The meeting was prompted by an article, to be published on Friday in Rolling Stone magazine, which profiled Stanley McChrystal. The interviews revealed some unguarded moments and produced candid words from the general and his staff about the civilian leadership, including Obama himself.
“The runaway general”, written by the freelance reporter Michael Hastings, contains several swipes at members of the Obama administration, including Vice-President Joe Biden, Richard Holbrooke, special envoy, and the ambassador to Afghanistan, Karl Eikenberry.
The piece gives the public a glimpse of the tensions that have been understood to exist, especially after the months of deliberation by Obama on increasing troop levels in Afghanistan in 2009.
Some of the highlights (or lowlights) of the comments by McChrystal and his staff include:
- “Are you asking about Vice-President Biden?” McChrystal says with a laugh. “Who’s that?” “Biden?” suggests a top adviser. “Did you say: Bite me?”
- “Oh, not another email from Holbrooke,” [McChrystal] groans. “I don’t even want to open it.”
- A McChrystal staffer called Jim Jones, national security adviser, a “clown” stuck in 1985.
- McChrystal voted for Obama in the presidential election, but members of the general’s staff said two men failed to connect in their first meeting together and that Obama seemed unprepared. After the meeting, McChrystal said Obama had looked “uncomfortable and intimidated”.
Even though he had voted for Obama, McChrystal and his new commander-in-chief failed from the outset to connect . . . According to sources familiar with the meeting, McChrystal thought Obama looked “uncomfortable and intimidated” by the roomful of military brass.
McChrystal immediately issued an apology in a statement:
I have enormous respect and admiration for President Obama and his national security team, and for the civilian leaders and troops fighting this war, and I remain committed to ensuring its successful outcome.

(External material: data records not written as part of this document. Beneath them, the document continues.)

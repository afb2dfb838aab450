use std::fmt::Debug;
use std::path::Path;
use tokio::process::Command;

/// How the external fetch script is launched on this platform
///
/// Selected once when the downloader is built, so the attempt loop never
/// branches on the host OS.
pub trait FetchProgram: Send + Sync + Debug {
    /// File name of the script inside the models directory
    fn script_name(&self) -> &str;

    /// Build the command fetching `model`; the caller sets the working
    /// directory and stdio
    fn command(&self, model: &str) -> Command;

    /// Remediation hint attached to spawn failures
    fn spawn_hint(&self) -> String;
}

/// `bash download-ggml-model.sh <model>`
#[derive(Debug, Clone, Copy, Default)]
pub struct PosixFetch;

impl FetchProgram for PosixFetch {
    fn script_name(&self) -> &str {
        "download-ggml-model.sh"
    }

    fn command(&self, model: &str) -> Command {
        let mut cmd = Command::new("bash");
        cmd.arg(self.script_name()).arg(model);
        cmd
    }

    fn spawn_hint(&self) -> String {
        interpreter_hint(
            "bash",
            "Install bash or add it to PATH",
            "Check that download-ggml-model.sh is readable (chmod +r)",
        )
    }
}

/// `cmd /C download-ggml-model.cmd <model>`
#[derive(Debug, Clone, Copy, Default)]
pub struct WindowsFetch;

impl FetchProgram for WindowsFetch {
    fn script_name(&self) -> &str {
        "download-ggml-model.cmd"
    }

    fn command(&self, model: &str) -> Command {
        let mut cmd = Command::new("cmd");
        cmd.arg("/C").arg(self.script_name()).arg(model);
        cmd
    }

    fn spawn_hint(&self) -> String {
        interpreter_hint(
            "cmd",
            "Ensure %SystemRoot%\\System32 is on PATH",
            "Check that download-ggml-model.cmd is not blocked (Properties > Unblock)",
        )
    }
}

fn interpreter_hint(interpreter: &str, missing: &str, present: &str) -> String {
    match which::which(interpreter) {
        Ok(path) => format!("{interpreter} found at {}. {present}", path.display()),
        Err(_) => format!("{interpreter} not found in PATH. {missing}"),
    }
}

/// Fetch program for the host platform
#[must_use]
pub fn detect() -> Box<dyn FetchProgram> {
    if cfg!(windows) {
        Box::new(WindowsFetch)
    } else {
        Box::new(PosixFetch)
    }
}

/// Path of the program's script under `models_dir`
#[must_use]
pub fn script_path(program: &dyn FetchProgram, models_dir: &Path) -> std::path::PathBuf {
    models_dir.join(program.script_name())
}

So, is this different from any other workplace where office politics rule and people talk about the boss after work at the pub? Well, yes and no.
Differences between civilian and military leadership can be expected. But the people involved here are responsible for the lives of thousands soldiers and Afghans alike and for carrying out operations in a war that has gone on longer than the US war in Vietnam (starting from the 1964 Gulf of Tonkin Resolution). The public image of war depends on the trust given to the professionalism of civilian and military leaders.
Another question is whether the media and the public relations department of the Pentagon pulled back the curtain a bit too much on sensitive military and government affairs.
The answer is of course “No”, given that the details provided so far don’t compromise national security and, again, these are the people carrying on war in the name of US citizens. Also, the general ultimately agreed to the interview and allowed the reporter to follow the staff around.
Crucially, McChrystal was given the chance to read the article before publication, when he could have objected to it, according the Rolling Stone editor, Eric Bates.
Given these key pieces of information, why is the Pentagon PR flack who arranged the interview being asked to resign, as reported by NBC?
We will have to wait until after the president’s security briefing to see if McChrystal gets the same treatment.
UPDATE (6.55pm, 23 June): The New York Times reports McChrystal has been “relieved of his command” (ie, sacked).